━━━━━ RECORDED INFORMATION ━━━━━
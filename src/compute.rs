//! Pure movement rules shared by the games.
//!
//! Functions here mutate plain actors or slot slices and report what
//! happened; they never draw, buzz or score. Randomness comes in through an
//! injected `Rng` so callers control determinism.

use rand::Rng;

use crate::collision::Rect;
use crate::entities::{Actor, Point, Vec2};

// ── Free projectiles ─────────────────────────────────────────────────────────

/// Move `actor` by its velocity. Once its origin leaves `bounds` it is
/// deactivated. Returns whether the actor is still active.
pub fn step_projectile(actor: &mut Actor, bounds: &Rect) -> bool {
    if !actor.active {
        return false;
    }
    actor.pos.x += actor.vel.dx;
    actor.pos.y += actor.vel.dy;
    let p = actor.pos;
    if p.x < bounds.x || p.x > bounds.right() || p.y < bounds.y || p.y > bounds.bottom() {
        actor.active = false;
    }
    actor.active
}

// ── Wrapping ─────────────────────────────────────────────────────────────────

/// One step on a `cols × rows` torus.
pub fn wrap_step(head: Point, dir: Vec2, cols: i32, rows: i32) -> Point {
    Point::new(
        (head.x + dir.dx).rem_euclid(cols.max(1)),
        (head.y + dir.dy).rem_euclid(rows.max(1)),
    )
}

// ── Gravity ──────────────────────────────────────────────────────────────────

#[derive(Clone, Copy, Debug, PartialEq, Eq)]
pub enum GravityStep {
    Free,
    /// Hit the ceiling: pinned there with zero velocity.
    ClampedTop,
    /// Fell past the floor.
    Landed,
}

/// Vertical position and velocity of a falling body, in pixels and pixels
/// per tick.
#[derive(Clone, Copy, Debug, Default, PartialEq)]
pub struct GravityBody {
    pub y: f32,
    pub velocity: f32,
}

impl GravityBody {
    pub const fn new(y: f32) -> Self {
        Self { y, velocity: 0.0 }
    }

    pub fn accelerate(&mut self, gravity: f32) {
        self.velocity += gravity;
    }

    /// Replace the current velocity with an upward impulse.
    pub fn flap(&mut self, impulse: f32) {
        self.velocity = -impulse;
    }

    /// Move by the current velocity, clamping at `top` and reporting a
    /// crossing of `bottom`.
    pub fn advance(&mut self, top: f32, bottom: f32) -> GravityStep {
        let next = self.y + self.velocity;
        if next < top {
            self.y = top;
            self.velocity = 0.0;
            GravityStep::ClampedTop
        } else if next > bottom {
            self.y = bottom;
            GravityStep::Landed
        } else {
            self.y = next;
            GravityStep::Free
        }
    }

    pub fn step(&mut self, gravity: f32, top: f32, bottom: f32) -> GravityStep {
        self.accelerate(gravity);
        self.advance(top, bottom)
    }
}

// ── Lock-step formation ──────────────────────────────────────────────────────

#[derive(Clone, Copy, Debug, PartialEq, Eq)]
pub enum FormationStep {
    Marched,
    Dropped,
    ReachedFloor,
}

/// A group of actors that moves sideways together and steps down at the
/// edges, like an invader fleet.
#[derive(Clone, Copy, Debug, PartialEq, Eq)]
pub struct Formation {
    /// Horizontal pixels per step; the sign is the heading.
    pub direction: i32,
}

impl Default for Formation {
    fn default() -> Self {
        Self { direction: 1 }
    }
}

impl Formation {
    /// Advance every active member one step. When the leading edge has
    /// reached `left` or `right` the whole formation drops by `drop` instead
    /// and reverses, once for the whole sweep.
    pub fn step(
        &mut self,
        members: &mut [Actor],
        left: i32,
        right: i32,
        drop: i32,
        floor: i32,
    ) -> FormationStep {
        let extent = members
            .iter()
            .filter(|a| a.active)
            .map(Actor::bounds)
            .fold(None, |acc: Option<(i32, i32)>, b| {
                Some(acc.map_or((b.x, b.right()), |(l, r)| (l.min(b.x), r.max(b.right()))))
            });
        let Some((min_x, max_x)) = extent else {
            return FormationStep::Marched;
        };

        let at_edge = (max_x >= right && self.direction > 0) || (min_x <= left && self.direction < 0);
        for member in members.iter_mut().filter(|a| a.active) {
            if at_edge {
                member.pos.y += drop;
            } else {
                member.pos.x += self.direction;
            }
        }
        if at_edge {
            self.direction = -self.direction;
        }

        if members.iter().any(|a| a.active && a.bounds().bottom() >= floor) {
            FormationStep::ReachedFloor
        } else if at_edge {
            FormationStep::Dropped
        } else {
            FormationStep::Marched
        }
    }
}

// ── Respawn placement ────────────────────────────────────────────────────────

pub const MAX_RESAMPLE_ATTEMPTS: usize = 64;

/// Draw candidates from `sample` until one is not `forbidden`. After
/// `max_attempts` misses, ask `fallback` for a deterministic answer; `None`
/// means no valid value exists.
pub fn resample<T, R, S, F, B>(
    rng: &mut R,
    max_attempts: usize,
    mut sample: S,
    forbidden: F,
    fallback: B,
) -> Option<T>
where
    R: Rng + ?Sized,
    S: FnMut(&mut R) -> T,
    F: Fn(&T) -> bool,
    B: FnOnce() -> Option<T>,
{
    for _ in 0..max_attempts {
        let candidate = sample(rng);
        if !forbidden(&candidate) {
            return Some(candidate);
        }
    }
    fallback().filter(|candidate| !forbidden(candidate))
}

// ── Pipes ────────────────────────────────────────────────────────────────────

/// Upper and lower boxes of a pipe whose position is `(left, gap centre)`.
pub fn pipe_bounds(pipe: &Actor, gap: i32, screen_h: i32) -> [Rect; 2] {
    let width = pipe.kind.size().w;
    let half = gap / 2;
    let top_h = pipe.pos.y - half;
    let bottom_y = pipe.pos.y + half;
    [
        Rect::new(pipe.pos.x, 0, width, top_h),
        Rect::new(pipe.pos.x, bottom_y, width, screen_h - bottom_y),
    ]
}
━━━━━
WORK INSTRUCTIONS.
Copy every line of the material above in which the word "with" appears.

TASK OUTPUT.
    /// Hit the ceiling: pinned there with zero velocity.
    /// Replace the current velocity with an upward impulse.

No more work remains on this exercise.